もう一つは「台本型」ロープレです。「台本型」ロープレとは、例えば新しい商品がでた場合等、どのような流れでどのように商品説明を行うか、質問や反論が出た場合にはどのような返答をすべきなのか等、営業マンに対してある程度共通した商品知識や説明手順、話法などを身につけさせたい場合に、その練習として行うロープレのことを言います。台本型は実践型と異なり「共通的話法や知識を定着させる」ことが目的となりますので、ロープレ以上に「台本」がとても重要になってくることは申し上げるまでもありません。

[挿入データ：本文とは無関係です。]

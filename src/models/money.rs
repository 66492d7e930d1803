//! Money type for representing currency amounts
//!
//! Amounts are stored as integer cents so budget totals never drift. Wedding
//! figures are mostly whole dollars, so formatting drops the cents when they
//! are zero and groups thousands (`$12,000`, `$249.50`).

use serde::{Deserialize, Serialize};
use std::fmt;
use std::ops::{Add, AddAssign, Neg, Sub, SubAssign};

/// A monetary amount in cents
#[derive(Debug, Clone, Copy, PartialEq, Eq, PartialOrd, Ord, Hash, Serialize, Deserialize)]
#[serde(transparent)]
pub struct Money(i64);

impl Money {
    pub const fn from_cents(cents: i64) -> Self {
        Self(cents)
    }

    /// Create an amount from whole dollars
    pub const fn from_dollars(dollars: i64) -> Self {
        Self(dollars * 100)
    }

    pub const fn zero() -> Self {
        Self(0)
    }

    pub const fn cents(&self) -> i64 {
        self.0
    }

    pub const fn is_zero(&self) -> bool {
        self.0 == 0
    }

    pub const fn is_negative(&self) -> bool {
        self.0 < 0
    }

    /// Multiply by a whole-number percentage, rounding down to the cent
    pub const fn percent(&self, pct: i64) -> Self {
        Self(self.0 * pct / 100)
    }

    /// Parse an amount typed by a user.
    ///
    /// Accepts `"12000"`, `"12,000"`, `"$12,000.50"`, `"249.5"`, `"-40"` and
    /// a trailing `k` for thousands (`"25k"`, `"2.5k"`).
    pub fn parse(s: &str) -> Result<Self, MoneyParseError> {
        let original = s;
        let s = s.trim();
        let invalid = || MoneyParseError::InvalidFormat(original.to_string());

        let (negative, s) = match s.strip_prefix('-') {
            Some(rest) => (true, rest),
            None => (false, s),
        };
        let s = s.strip_prefix('$').unwrap_or(s).replace(',', "");

        let (s, multiplier) = match s.strip_suffix(|c: char| c == 'k' || c == 'K') {
            Some(rest) => (rest.to_string(), 1000),
            None => (s, 1),
        };

        if s.is_empty() {
            return Err(invalid());
        }

        let (whole, frac) = match s.split_once('.') {
            Some((w, f)) => (w, f),
            None => (s.as_str(), ""),
        };

        if !whole.chars().all(|c| c.is_ascii_digit())
            || !frac.chars().all(|c| c.is_ascii_digit())
        {
            return Err(invalid());
        }

        let dollars: i64 = if whole.is_empty() {
            0
        } else {
            whole.parse().map_err(|_| invalid())?
        };

        // Keep three fractional digits so "2.5k" survives the multiplier
        let mut frac_digits: String = frac.chars().take(3).collect();
        while frac_digits.len() < 3 {
            frac_digits.push('0');
        }
        let millis: i64 = frac_digits.parse().map_err(|_| invalid())?;

        let total_millis = dollars
            .checked_mul(1000)
            .and_then(|v| v.checked_add(millis))
            .and_then(|v| v.checked_mul(multiplier))
            .ok_or_else(invalid)?;
        let cents = total_millis / 10;

        Ok(Self(if negative { -cents } else { cents }))
    }

    /// Format with an arbitrary currency symbol
    pub fn format_with_symbol(&self, symbol: &str) -> String {
        let sign = if self.is_negative() { "-" } else { "" };
        let abs = self.0.unsigned_abs();
        let dollars = group_thousands(abs / 100);
        let cents = abs % 100;

        if cents == 0 {
            format!("{}{}{}", sign, symbol, dollars)
        } else {
            format!("{}{}{}.{:02}", sign, symbol, dollars, cents)
        }
    }
}

fn group_thousands(n: u64) -> String {
    let digits = n.to_string();
    let mut out = String::with_capacity(digits.len() + digits.len() / 3);
    for (i, c) in digits.chars().enumerate() {
        if i > 0 && (digits.len() - i) % 3 == 0 {
            out.push(',');
        }
        out.push(c);
    }
    out
}

impl Default for Money {
    fn default() -> Self {
        Self::zero()
    }
}

impl fmt::Display for Money {
    fn fmt(&self, f: &mut fmt::Formatter<'_>) -> fmt::Result {
        f.write_str(&self.format_with_symbol("$"))
    }
}

impl Add for Money {
    type Output = Self;

    fn add(self, other: Self) -> Self {
        Self(self.0 + other.0)
    }
}

impl AddAssign for Money {
    fn add_assign(&mut self, other: Self) {
        self.0 += other.0;
    }
}

impl Sub for Money {
    type Output = Self;

    fn sub(self, other: Self) -> Self {
        Self(self.0 - other.0)
    }
}

impl SubAssign for Money {
    fn sub_assign(&mut self, other: Self) {
        self.0 -= other.0;
    }
}

impl Neg for Money {
    type Output = Self;

    fn neg(self) -> Self {
        Self(-self.0)
    }
}

impl std::iter::Sum for Money {
    fn sum<I: Iterator<Item = Self>>(iter: I) -> Self {
        iter.fold(Money::zero(), |acc, m| acc + m)
    }
}

impl<'a> std::iter::Sum<&'a Money> for Money {
    fn sum<I: Iterator<Item = &'a Money>>(iter: I) -> Self {
        iter.fold(Money::zero(), |acc, m| acc + *m)
    }
}

/// Error type for money parsing
#[derive(Debug, Clone, PartialEq, Eq)]
pub enum MoneyParseError {
    InvalidFormat(String),
}

impl fmt::Display for MoneyParseError {
    fn fmt(&self, f: &mut fmt::Formatter<'_>) -> fmt::Result {
        match self {
            MoneyParseError::InvalidFormat(s) => write!(f, "Invalid amount: {}", s),
        }
    }
}

impl std::error::Error for MoneyParseError {}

このように「実践型」と「台本型」では同じロープレであってもその目的や狙いが異なりますし、重視すべきことも大きく異なります。こうした区分をしないままロープレを実施すれば目的が曖昧となり、効果が得られにくくなってしまいます。従って、これから取り組もうとしているロープレは「実践型」なのか「台本型」なのかまず明確にすることがロープレの効果を高める上での第一歩と言えます。


②お客様役に対する具体的な条件設定が大切

二番目にご紹介するポイントは「実践型」、「台本型」ともに共通したポイントですが、「お客様役」の設定を出来るだけ具体的且つ詳細に行うことです。例えば年齢や性別、職業、所得、性格といった項目の他、皆さんの会社もしくは商品に対して快く思っていないだとか、ライバル企業の商品に傾きつつある等々、実例等を参考に出来るだけ細かく設定することが大切です。

何故かということですが、ロープレには「本物のお客様相手ではなく、良く知る仲間がお客様を演じる」という特有の課題があるからです。お客様役に対する具体的な状況設定等がなされないまま気心知れた仲間の社員がお客様役を演じれば、どうしても「仲間」を相手とした「練習」となってしまい、緊張感が損なわれ実践的トレーニングとしての効果が低減します。

また、状況設定をしないまま営業マンに「お客様役」「営業マン役」をふってロープレさせてしまうと、お客様役の社員は「我流」で対応を行うことになり、お客様役を演じる営業マンの応じ方次第で成果が左右されてしまうことにもなるからです。それゆえ、もし今まで役割だけを指示してロープレを行っていたとしたら、その点は早急に改めるべきです。